Supplied material |
────────────────────────────────────────

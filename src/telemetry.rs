//! Log output setup
//!
//! Components emit `tracing` events; nothing is printed until a subscriber
//! is installed. Applications and tests call [`init_tracing`] once at
//! startup. The filter comes from `RUST_LOG` (for example
//! `RUST_LOG=rust_concurrent_ledger=debug`), defaulting to `info`.

use tracing_subscriber::{layer::SubscriberExt, util::SubscriberInitExt, EnvFilter};

/// Install a formatted subscriber filtered by `RUST_LOG`
///
/// Returns `false` if a global subscriber was already installed, in which
/// case the existing one is kept. Repeated calls are harmless.
pub fn init_tracing() -> bool {
    init_tracing_with("info")
}

/// Like [`init_tracing`], with `default_directive` used when `RUST_LOG` is unset
pub fn init_tracing_with(default_directive: &str) -> bool {
    let env_filter = EnvFilter::try_from_default_env()
        .or_else(|_| EnvFilter::try_new(default_directive))
        .unwrap_or_else(|_| EnvFilter::new("info"));

    tracing_subscriber::registry()
        .with(env_filter)
        .with(
            tracing_subscriber::fmt::layer()
                .with_target(true)
                .with_thread_names(true),
        )
        .try_init()
        .is_ok()
}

────────────────────────────────────────

Assignment | Once more and in full, please write out the listing above exactly.

Task solution |
filename src/telemetry.rs
//! Log output setup
//!
//! Components emit `tracing` events; nothing is printed until a subscriber
//! is installed. Applications and tests call [`init_tracing`] once at
//! startup. The filter comes from `RUST_LOG` (for example
//! `RUST_LOG=rust_concurrent_ledger=debug`), defaulting to `info`.

use tracing_subscriber::{layer::SubscriberExt, util::SubscriberInitExt, EnvFilter};

/// Install a formatted subscriber filtered by `RUST_LOG`
///
/// Returns `false` if a global subscriber was already installed, in which
/// case the existing one is kept. Repeated calls are harmless.
pub fn init_tracing() -> bool {
    init_tracing_with("info")
}

/// Like [`init_tracing`], with `default_directive` used when `RUST_LOG` is unset
pub fn init_tracing_with(default_directive: &str) -> bool {
    let env_filter = EnvFilter::try_from_default_env()
        .or_else(|_| EnvFilter::try_new(default_directive))
        .unwrap_or_else(|_| EnvFilter::new("info"));

    tracing_subscriber::registry()
        .with(env_filter)
        .with(
            tracing_subscriber::fmt::layer()
                .with_target(true)
                .with_thread_names(true),
        )
        .try_init()
        .is_ok()
}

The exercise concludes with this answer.